_Directions:_ Transcribe exactly each line of the entries, from the opening line to the line with "pub struct GithubSource", with both of those lines included.

_Records provided:_
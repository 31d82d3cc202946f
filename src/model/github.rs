//! GitHub search API source.

use std::future::Future;
use std::time::{Duration, SystemTime};

use reqwest::{Client, RequestBuilder};
use serde::Deserialize;

use crate::config::GithubConfig;
use crate::model::item::{Item, ItemId, Period};
use crate::model::source::{FetchError, RepoSource};

const SECONDS_PER_DAY: u64 = 86_400;

/// Fetches the most-starred repositories created within a period.
pub struct GithubSource {
    client: Client,
    api_base_url: String,
    token: Option<String>,
    per_page: u32,
    timeout: Duration,
}

#[derive(Debug, Deserialize)]
struct SearchResponse {
    items: Vec<ApiRepo>,
}

#[derive(Debug, Deserialize)]
struct ApiRepo {
    id: u64,
    full_name: String,
    description: Option<String>,
    language: Option<String>,
    #[serde(default)]
    stargazers_count: u64,
    #[serde(default)]
    forks_count: u64,
    created_at: Option<String>,
    html_url: String,
}

impl From<ApiRepo> for Item {
    fn from(repo: ApiRepo) -> Self {
        Item {
            id: ItemId(repo.id),
            title: repo.full_name,
            description: repo.description,
            language: repo.language,
            stars: repo.stargazers_count,
            forks: repo.forks_count,
            created: repo
                .created_at
                .map(|stamp| stamp.chars().take(10).collect()),
            url: repo.html_url,
        }
    }
}

impl GithubSource {
    pub fn new(config: &GithubConfig) -> Result<Self, FetchError> {
        let timeout = Duration::from_secs(config.timeout_seconds);
        let client = Client::builder()
            .user_agent(config.user_agent.clone())
            .connect_timeout(timeout)
            .build()?;

        Ok(Self {
            client,
            api_base_url: config.api_base_url.trim_end_matches('/').to_string(),
            token: config.token.clone(),
            per_page: config.per_page,
            timeout,
        })
    }

    fn search_url(&self, period: Period, page: u32, now: SystemTime) -> String {
        format!(
            "{}/search/repositories?q=created:%3E{}&sort=stars&order=desc&per_page={}&page={}",
            self.api_base_url,
            since_date(period, now),
            self.per_page,
            page
        )
    }

    fn request(&self, url: String) -> RequestBuilder {
        let builder = self
            .client
            .get(url)
            .header("Accept", "application/vnd.github+json");
        match &self.token {
            Some(token) => builder.bearer_auth(token),
            None => builder,
        }
    }
}

impl RepoSource for GithubSource {
    fn fetch_page(
        &self,
        period: Period,
        page: u32,
    ) -> impl Future<Output = Result<Vec<Item>, FetchError>> + Send {
        let url = self.search_url(period, page, SystemTime::now());
        let request = self.request(url);
        let timeout = self.timeout;

        async move {
            tracing::debug!(?period, page, "Fetching repository page");
            let response = tokio::time::timeout(timeout, request.send())
                .await
                .map_err(|_| FetchError::Timeout {
                    seconds: timeout.as_secs(),
                })??;

            let status = response.status();
            if !status.is_success() {
                return Err(FetchError::Status {
                    status: status.as_u16(),
                });
            }

            let body: SearchResponse = response.json().await?;
            Ok(body.items.into_iter().map(Item::from).collect())
        }
    }
}

/// Lower bound of the creation-date window as `YYYY-MM-DD` (UTC).
pub fn since_date(period: Period, now: SystemTime) -> String {
    let secs = now
        .duration_since(SystemTime::UNIX_EPOCH)
        .unwrap_or_default()
        .as_secs();
    let days = (secs / SECONDS_PER_DAY).saturating_sub(period.days());
    let (year, month, day) = civil_from_days(days as i64);
    format!("{:04}-{:02}-{:02}", year, month, day)
}

/// Days since 1970-01-01 to a proleptic Gregorian date.
fn civil_from_days(days: i64) -> (i64, u32, u32) {
    let z = days + 719_468;
    let era = (if z >= 0 { z } else { z - 146_096 }) / 146_097;
    let doe = (z - era * 146_097) as u64;
    let yoe = (doe - doe / 1_460 + doe / 36_524 - doe / 146_096) / 365;
    let doy = doe - (365 * yoe + yoe / 4 - yoe / 100);
    let mp = (5 * doy + 2) / 153;
    let day = (doy - (153 * mp + 2) / 5 + 1) as u32;
    let month = (if mp < 10 { mp + 3 } else { mp - 9 }) as u32;
    let year = yoe as i64 + era * 400;
    (if month <= 2 { year + 1 } else { year }, month, day)
}
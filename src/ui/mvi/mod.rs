//! Model-View-Intent (MVI) primitives.
//!
//! The search bar, the detail pane and the list synchronizer's phase all
//! change state only through a reducer.
//!
//! ```text
//! Intent ──→ Reducer ──→ State ──→ View
//!    ↑                              │
//!    └──────────────────────────────┘
//! ```

mod intent;
mod reducer;
mod state;

pub use intent::Intent;
pub use reducer::Reducer;
pub use state::UiState;
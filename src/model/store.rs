//! In-memory `RepoModel` backed by a paged `RepoSource`.

use std::sync::Arc;

use parking_lot::{Mutex, RwLock};
use tokio::runtime::Handle;

use crate::model::item::{Domain, Item, ItemId, Period};
use crate::model::observers::{ChangeListener, Observers, SubscriptionId};
use crate::model::repo_model::{Completion, ModelSnapshot, RepoModel};
use crate::model::source::{FetchError, RepoSource};

/// Thread-safe repository store.
///
/// Fetches run on the tokio runtime. Every reset of the fetched list bumps a
/// generation counter; a page that arrives for an older generation is
/// dropped instead of being mixed into the new list.
pub struct RepoStore<S: RepoSource> {
    shared: Arc<Shared<S>>,
}

impl<S: RepoSource> Clone for RepoStore<S> {
    fn clone(&self) -> Self {
        Self {
            shared: Arc::clone(&self.shared),
        }
    }
}

struct Shared<S> {
    source: S,
    runtime: Handle,
    state: RwLock<StoreState>,
    /// Pending `load_more_items` callbacks, tagged with the generation they
    /// were queued under.
    completions: Mutex<Vec<(u64, Completion)>>,
    observers: Observers,
}

struct StoreState {
    period: Period,
    domain: Domain,
    fetched: Arc<[Item]>,
    favourites: Arc<[Item]>,
    error: Option<String>,
    next_page: u32,
    exhausted: bool,
    generation: u64,
    in_flight: Option<u64>,
}

impl StoreState {
    fn visible(&self) -> Arc<[Item]> {
        match self.domain {
            Domain::Repositories => Arc::clone(&self.fetched),
            Domain::Favourites => Arc::clone(&self.favourites),
        }
    }

    fn reset(&mut self) {
        self.generation += 1;
        self.fetched = Arc::from(Vec::new());
        self.error = None;
        self.next_page = 1;
        self.exhausted = false;
        self.in_flight = None;
    }
}

impl<S: RepoSource> RepoStore<S> {
    pub fn new(source: S, runtime: Handle, period: Period) -> Self {
        let state = StoreState {
            period,
            domain: Domain::default(),
            fetched: Arc::from(Vec::new()),
            favourites: Arc::from(Vec::new()),
            error: None,
            next_page: 1,
            exhausted: false,
            generation: 0,
            in_flight: None,
        };

        Self {
            shared: Arc::new(Shared {
                source,
                runtime,
                state: RwLock::new(state),
                completions: Mutex::new(Vec::new()),
                observers: Observers::new(),
            }),
        }
    }

    /// Current fetch generation.
    pub fn generation(&self) -> u64 {
        self.shared.state.read().generation
    }

    pub fn is_loading(&self) -> bool {
        self.shared.state.read().in_flight.is_some()
    }

    pub fn is_exhausted(&self) -> bool {
        self.shared.state.read().exhausted
    }

    fn start_load(&self, on_complete: Option<Completion>) {
        let (period, page, generation) = {
            let mut state = self.shared.state.write();
            if let Some(on_complete) = on_complete {
                self.shared
                    .completions
                    .lock()
                    .push((state.generation, on_complete));
            }
            if state.in_flight == Some(state.generation) {
                // Already fetching this generation; the completion rides along.
                return;
            }
            if state.exhausted {
                let current = state.generation;
                drop(state);
                self.shared.flush_completions(current);
                return;
            }
            state.in_flight = Some(state.generation);
            (state.period, state.next_page, state.generation)
        };

        let shared = Arc::clone(&self.shared);
        self.shared.runtime.spawn(async move {
            let result = shared.source.fetch_page(period, page).await;
            shared.finish_load(generation, page, result);
        });
    }
}

impl<S: RepoSource> Shared<S> {
    fn finish_load(&self, generation: u64, page: u32, result: Result<Vec<Item>, FetchError>) {
        let changed = {
            let mut state = self.state.write();
            if state.generation != generation {
                tracing::debug!(
                    generation,
                    current = state.generation,
                    page,
                    "Discarding page from superseded fetch"
                );
                false
            } else {
                state.in_flight = None;
                match result {
                    Ok(items) if items.is_empty() => {
                        state.exhausted = true;
                        state.error = None;
                    }
                    Ok(items) => {
                        tracing::debug!(page, count = items.len(), "Page loaded");
                        let mut merged = Vec::with_capacity(state.fetched.len() + items.len());
                        merged.extend(state.fetched.iter().cloned());
                        merged.extend(items);
                        state.fetched = Arc::from(merged);
                        state.next_page = page + 1;
                        state.error = None;
                    }
                    Err(err) => {
                        tracing::warn!(page, error = %err, "Failed to load repositories");
                        state.error = Some(err.user_message());
                    }
                }
                true
            }
        };

        if changed {
            self.observers.notify();
        }
        // A superseded page only settles callbacks queued for its own (or an
        // older) generation; the current request still owes the rest.
        self.flush_completions(generation);
    }

    /// Run every callback queued at or before `generation`.
    fn flush_completions(&self, generation: u64) {
        let due: Vec<Completion> = {
            let mut pending = self.completions.lock();
            let (due, waiting): (Vec<_>, Vec<_>) = std::mem::take(&mut *pending)
                .into_iter()
                .partition(|(queued, _)| *queued <= generation);
            *pending = waiting;
            due.into_iter().map(|(_, completion)| completion).collect()
        };
        for completion in due {
            completion();
        }
    }
}

impl<S: RepoSource> RepoModel for RepoStore<S> {
    fn snapshot(&self) -> ModelSnapshot {
        let state = self.shared.state.read();
        ModelSnapshot {
            items: state.visible(),
            error: state.error.clone(),
            period: state.period,
            domain: state.domain,
        }
    }

    fn set_period(&self, period: Period) {
        {
            let mut state = self.shared.state.write();
            if state.period == period {
                return;
            }
            tracing::info!(?period, "Switching period");
            state.period = period;
            state.reset();
        }
        self.shared.observers.notify();
        self.start_load(None);
    }

    fn set_domain(&self, domain: Domain) {
        {
            let mut state = self.shared.state.write();
            if state.domain == domain {
                return;
            }
            state.domain = domain;
        }
        self.shared.observers.notify();
    }

    fn subscribe(&self, listener: ChangeListener) -> SubscriptionId {
        self.shared.observers.subscribe(listener)
    }

    fn unsubscribe(&self, id: SubscriptionId) -> bool {
        self.shared.observers.unsubscribe(id)
    }

    fn load_more_items(&self, on_complete: Completion) {
        self.start_load(Some(on_complete));
    }

    fn reload(&self) {
        self.shared.state.write().reset();
        self.shared.observers.notify();
        self.start_load(None);
    }

    fn toggle_favourite(&self, id: ItemId) -> bool {
        let now_favourite = {
            let mut state = self.shared.state.write();
            let mut favourites: Vec<Item> = state.favourites.iter().cloned().collect();
            let now_favourite = if let Some(pos) = favourites.iter().position(|item| item.id == id) {
                favourites.remove(pos);
                false
            } else if let Some(item) = state.fetched.iter().find(|item| item.id == id) {
                favourites.push(item.clone());
                true
            } else {
                return false;
            };
            state.favourites = Arc::from(favourites);
            now_favourite
        };
        self.shared.observers.notify();
        now_favourite
    }

    fn is_favourite(&self, id: ItemId) -> bool {
        self.shared
            .state
            .read()
            .favourites
            .iter()
            .any(|item| item.id == id)
    }
}
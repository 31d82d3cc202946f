mod common;

use common::{ids, load_more, named_items, GatedSource};
use repo_viewer::model::{Domain, FixtureSource, ItemId, Period, RepoModel, RepoStore};
use std::sync::atomic::{AtomicUsize, Ordering};
use std::sync::Arc;
use std::time::Duration;
use tokio::runtime::Handle;
use tokio::sync::oneshot::{self, error::TryRecvError};
use tokio::time::timeout;

fn two_page_source() -> FixtureSource {
    FixtureSource::new()
        .with_page(Period::Day, 1, named_items(1, &["alpha", "beta"]))
        .with_page(Period::Day, 2, named_items(3, &["gamma"]))
        .with_page(Period::Month, 1, named_items(10, &["delta", "epsilon"]))
}

#[tokio::test]
async fn pages_append_until_exhausted() {
    let store = RepoStore::new(two_page_source(), Handle::current(), Period::Day);

    store.reload();
    load_more(&store).await;
    assert_eq!(ids(&store), vec![1, 2]);

    load_more(&store).await;
    assert_eq!(ids(&store), vec![1, 2, 3]);
    assert!(!store.is_exhausted());

    // Page 3 is empty.
    load_more(&store).await;
    assert!(store.is_exhausted());
    assert_eq!(ids(&store), vec![1, 2, 3]);

    // Nothing left to fetch: the completion still fires.
    load_more(&store).await;
    assert!(!store.is_loading());
}

#[tokio::test]
async fn fetch_error_keeps_loaded_items() {
    let source = FixtureSource::new()
        .with_page(Period::Day, 1, named_items(1, &["alpha", "beta"]))
        .with_failure(Period::Day, 2, 500);
    let store = RepoStore::new(source, Handle::current(), Period::Day);

    load_more(&store).await;
    load_more(&store).await;

    assert_eq!(ids(&store), vec![1, 2]);
    assert_eq!(
        store.error().as_deref(),
        Some("Server responded with status 500")
    );
}

#[tokio::test]
async fn rate_limit_gets_friendly_error() {
    let source = FixtureSource::new().with_failure(Period::Day, 1, 403);
    let store = RepoStore::new(source, Handle::current(), Period::Day);

    load_more(&store).await;

    assert!(ids(&store).is_empty());
    assert_eq!(
        store.error().as_deref(),
        Some("Rate limit reached, try again later")
    );
}

#[tokio::test]
async fn superseded_fetch_is_discarded() {
    let source = Arc::new(GatedSource::new(two_page_source()));
    let store = RepoStore::new(Arc::clone(&source), Handle::current(), Period::Day);

    store.reload();
    let (day_tx, day_rx) = oneshot::channel();
    store.load_more_items(Box::new(move || {
        let _ = day_tx.send(());
    }));

    let before = store.generation();
    store.set_period(Period::Month);
    assert!(store.generation() > before);
    let (month_tx, mut month_rx) = oneshot::channel();
    store.load_more_items(Box::new(move || {
        let _ = month_tx.send(());
    }));

    // The day page lands first but belongs to the old generation: it settles
    // the callback queued for it and nothing else.
    source.release(Period::Day);
    timeout(Duration::from_secs(5), day_rx)
        .await
        .expect("day callback timed out")
        .expect("day callback dropped");
    assert!(ids(&store).is_empty());
    assert!(store.is_loading());
    assert_eq!(month_rx.try_recv(), Err(TryRecvError::Empty));

    source.release(Period::Month);
    timeout(Duration::from_secs(5), month_rx)
        .await
        .expect("month callback timed out")
        .expect("month callback dropped");
    assert_eq!(ids(&store), vec![10, 11]);
    assert_eq!(store.period(), Period::Month);
    assert!(!store.is_loading());
}

#[tokio::test]
async fn period_switch_notifies_and_refetches() {
    let store = RepoStore::new(two_page_source(), Handle::current(), Period::Day);
    let notified = Arc::new(AtomicUsize::new(0));
    let counter = Arc::clone(&notified);
    let subscription = store.subscribe(Box::new(move || {
        counter.fetch_add(1, Ordering::SeqCst);
    }));

    load_more(&store).await;
    assert_eq!(notified.load(Ordering::SeqCst), 1);

    store.set_period(Period::Month);
    // Reset is announced immediately, the new page when it lands.
    load_more(&store).await;
    assert_eq!(notified.load(Ordering::SeqCst), 3);
    assert_eq!(ids(&store), vec![10, 11]);

    // Same period again is a no-op.
    store.set_period(Period::Month);
    assert_eq!(notified.load(Ordering::SeqCst), 3);

    assert!(store.unsubscribe(subscription));
    store.reload();
    load_more(&store).await;
    assert_eq!(notified.load(Ordering::SeqCst), 3);
}

#[tokio::test]
async fn favourites_domain_shows_toggled_items() {
    let store = RepoStore::new(two_page_source(), Handle::current(), Period::Day);
    load_more(&store).await;

    assert!(store.toggle_favourite(ItemId(2)));
    assert!(store.is_favourite(ItemId(2)));
    assert!(!store.toggle_favourite(ItemId(99)));

    store.set_domain(Domain::Favourites);
    assert_eq!(ids(&store), vec![2]);

    // Favourites survive a period switch.
    store.set_period(Period::Month);
    assert_eq!(ids(&store), vec![2]);

    assert!(!store.toggle_favourite(ItemId(2)));
    assert!(ids(&store).is_empty());

    store.set_domain(Domain::Repositories);
    load_more(&store).await;
    assert_eq!(ids(&store), vec![10, 11]);
}
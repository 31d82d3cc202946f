//! Repository item and the enumerations that select which items are shown.

use serde::{Deserialize, Serialize};
use std::fmt;

/// Stable identity of a repository (the host's numeric id).
#[derive(Debug, Clone, Copy, PartialEq, Eq, Hash, PartialOrd, Ord, Serialize, Deserialize)]
pub struct ItemId(pub u64);

impl fmt::Display for ItemId {
    fn fmt(&self, f: &mut fmt::Formatter<'_>) -> fmt::Result {
        write!(f, "#{}", self.0)
    }
}

/// A repository as displayed in the list and the detail pane.
///
/// Items are never mutated in place: a refresh replaces the whole collection.
#[derive(Debug, Clone, PartialEq, Eq)]
pub struct Item {
    pub id: ItemId,
    /// `owner/name`.
    pub title: String,
    pub description: Option<String>,
    pub language: Option<String>,
    pub stars: u64,
    pub forks: u64,
    /// Creation date as `YYYY-MM-DD`.
    pub created: Option<String>,
    pub url: String,
}

impl Item {
    pub fn new(id: u64, title: impl Into<String>) -> Self {
        Self {
            id: ItemId(id),
            title: title.into(),
            description: None,
            language: None,
            stars: 0,
            forks: 0,
            created: None,
            url: String::new(),
        }
    }

    pub fn with_description(mut self, description: impl Into<String>) -> Self {
        self.description = Some(description.into());
        self
    }

    pub fn with_language(mut self, language: impl Into<String>) -> Self {
        self.language = Some(language.into());
        self
    }

    pub fn with_counts(mut self, stars: u64, forks: u64) -> Self {
        self.stars = stars;
        self.forks = forks;
        self
    }

    pub fn with_created(mut self, created: impl Into<String>) -> Self {
        self.created = Some(created.into());
        self
    }

    pub fn with_url(mut self, url: impl Into<String>) -> Self {
        self.url = url.into();
        self
    }
}

/// Creation-date scope of the repository search.
#[derive(Debug, Clone, Copy, PartialEq, Eq, Hash, Default, Serialize, Deserialize)]
#[serde(rename_all = "lowercase")]
pub enum Period {
    #[default]
    Day,
    Month,
    Year,
}

impl Period {
    pub const ALL: [Period; 3] = [Period::Day, Period::Month, Period::Year];

    /// How far back the search window reaches.
    pub fn days(self) -> u64 {
        match self {
            Period::Day => 1,
            Period::Month => 30,
            Period::Year => 365,
        }
    }

    pub fn index(self) -> usize {
        match self {
            Period::Day => 0,
            Period::Month => 1,
            Period::Year => 2,
        }
    }

    pub fn from_index(index: usize) -> Option<Self> {
        Self::ALL.get(index).copied()
    }

    pub fn parse(value: &str) -> Option<Self> {
        match value.trim().to_ascii_lowercase().as_str() {
            "day" => Some(Period::Day),
            "month" => Some(Period::Month),
            "year" => Some(Period::Year),
            _ => None,
        }
    }

    pub fn next(self) -> Self {
        Self::ALL[(self.index() + 1) % Self::ALL.len()]
    }

    pub fn previous(self) -> Self {
        Self::ALL[(self.index() + Self::ALL.len() - 1) % Self::ALL.len()]
    }
}

/// Which tab is active.
#[derive(Debug, Clone, Copy, PartialEq, Eq, Hash, Default)]
pub enum Domain {
    #[default]
    Repositories,
    Favourites,
}

impl Domain {
    pub fn toggle(self) -> Self {
        match self {
            Domain::Repositories => Domain::Favourites,
            Domain::Favourites => Domain::Repositories,
        }
    }
}
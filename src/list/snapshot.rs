//! Ordered, deduplicated view of the items that pass the filter.

use std::collections::HashSet;

use crate::list::filter::matches;
use crate::model::{Item, ItemId, Period};

/// The list has exactly one section.
#[derive(Debug, Clone, Copy, PartialEq, Eq, Hash, Default)]
pub enum SectionId {
    #[default]
    Rows,
}

/// Identities to render, in display order.
#[derive(Debug, Clone, PartialEq, Eq, Default)]
pub struct Snapshot {
    section: SectionId,
    scope: Option<Period>,
    ids: Vec<ItemId>,
}

impl Snapshot {
    pub fn section(&self) -> SectionId {
        self.section
    }

    /// Scope the snapshot was built under. `None` for the initial empty one.
    pub fn scope(&self) -> Option<Period> {
        self.scope
    }

    pub fn ids(&self) -> &[ItemId] {
        &self.ids
    }

    pub fn len(&self) -> usize {
        self.ids.len()
    }

    pub fn is_empty(&self) -> bool {
        self.ids.is_empty()
    }

    pub fn get(&self, index: usize) -> Option<ItemId> {
        self.ids.get(index).copied()
    }

    pub fn position(&self, id: ItemId) -> Option<usize> {
        self.ids.iter().position(|existing| *existing == id)
    }
}

/// Filter `items` by `query`, keeping source order and the first occurrence
/// of each identity.
///
/// Scope filtering belongs to the model, which fetches per period; `scope`
/// is only recorded on the result.
pub fn build(items: &[Item], query: &str, scope: Period) -> Snapshot {
    let mut seen = HashSet::with_capacity(items.len());
    let ids = items
        .iter()
        .filter(|item| matches(item, query))
        .filter(|item| seen.insert(item.id))
        .map(|item| item.id)
        .collect();

    Snapshot {
        section: SectionId::Rows,
        scope: Some(scope),
        ids,
    }
}
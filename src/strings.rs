//! User-facing strings.

/// Every piece of UI text is looked up through one of these keys.
#[derive(Debug, Clone, Copy, PartialEq, Eq, Hash)]
pub enum StringKey {
    Repositories,
    Favourites,
    NoLanguage,
    NoDescription,
    ForksFormat,
    StarsFormat,
    DateFormat,
    OpenInGitHub,
    Day,
    Month,
    Year,
    Search,
    Loading,
    NoResults,
    NoSelection,
    StaleSelection,
}

impl StringKey {
    fn english(self) -> &'static str {
        match self {
            StringKey::Repositories => "Repositories",
            StringKey::Favourites => "Favourites",
            StringKey::NoLanguage => "No language",
            StringKey::NoDescription => "No description",
            StringKey::ForksFormat => "{} forks",
            StringKey::StarsFormat => "{} stars",
            StringKey::DateFormat => "Created {}",
            StringKey::OpenInGitHub => "Open in GitHub",
            StringKey::Day => "Day",
            StringKey::Month => "Month",
            StringKey::Year => "Year",
            StringKey::Search => "Search",
            StringKey::Loading => "Loading…",
            StringKey::NoResults => "Nothing matches",
            StringKey::NoSelection => "Select a repository",
            StringKey::StaleSelection => "This repository is no longer in the list",
        }
    }
}

/// String table. `uppercase` shouts every string, which makes text that
/// bypasses the table easy to spot.
#[derive(Debug, Clone, Copy, Default)]
pub struct Strings {
    uppercase: bool,
}

impl Strings {
    pub fn new(uppercase: bool) -> Self {
        Self { uppercase }
    }

    pub fn get(&self, key: StringKey) -> String {
        let text = key.english();
        if self.uppercase {
            text.to_uppercase()
        } else {
            text.to_string()
        }
    }

    /// Substitute `value` for the `{}` placeholder of a format key.
    pub fn format(&self, key: StringKey, value: impl std::fmt::Display) -> String {
        self.get(key).replacen("{}", &value.to_string(), 1)
    }
}

/// Plain lookup with the default table.
pub fn localized(key: StringKey) -> String {
    Strings::default().get(key)
}

/// `localized` for the count formats (stars, forks).
pub fn format_count(key: StringKey, count: u64) -> String {
    Strings::default().format(key, count)
}

#[cfg(test)]
mod tests {
    use super::*;

    #[test]
    fn default_table_is_plain() {
        assert_eq!(localized(StringKey::Day), "Day");
        assert_eq!(localized(StringKey::OpenInGitHub), "Open in GitHub");
        assert_eq!(format_count(StringKey::ForksFormat, 0), "0 forks");
    }

    #[test]
    fn uppercase_mode() {
        assert_eq!(Strings::new(true).get(StringKey::Favourites), "FAVOURITES");
    }

    #[test]
    fn format_substitutes_once() {
        let strings = Strings::default();
        assert_eq!(strings.format(StringKey::StarsFormat, 12), "12 stars");
        assert_eq!(strings.format(StringKey::DateFormat, "2024-01-01"), "Created 2024-01-01");
        assert_eq!(
            Strings::new(true).format(StringKey::ForksFormat, 3),
            "3 FORKS"
        );
    }
}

_Task response:_
repository 31d82d3cc202946f
filename src/model/github.rs
//! GitHub search API source.

use std::future::Future;
use std::time::{Duration, SystemTime};

use reqwest::{Client, RequestBuilder};
use serde::Deserialize;

use crate::config::GithubConfig;
use crate::model::item::{Item, ItemId, Period};
use crate::model::source::{FetchError, RepoSource};

const SECONDS_PER_DAY: u64 = 86_400;

/// Fetches the most-starred repositories created within a period.
pub struct GithubSource {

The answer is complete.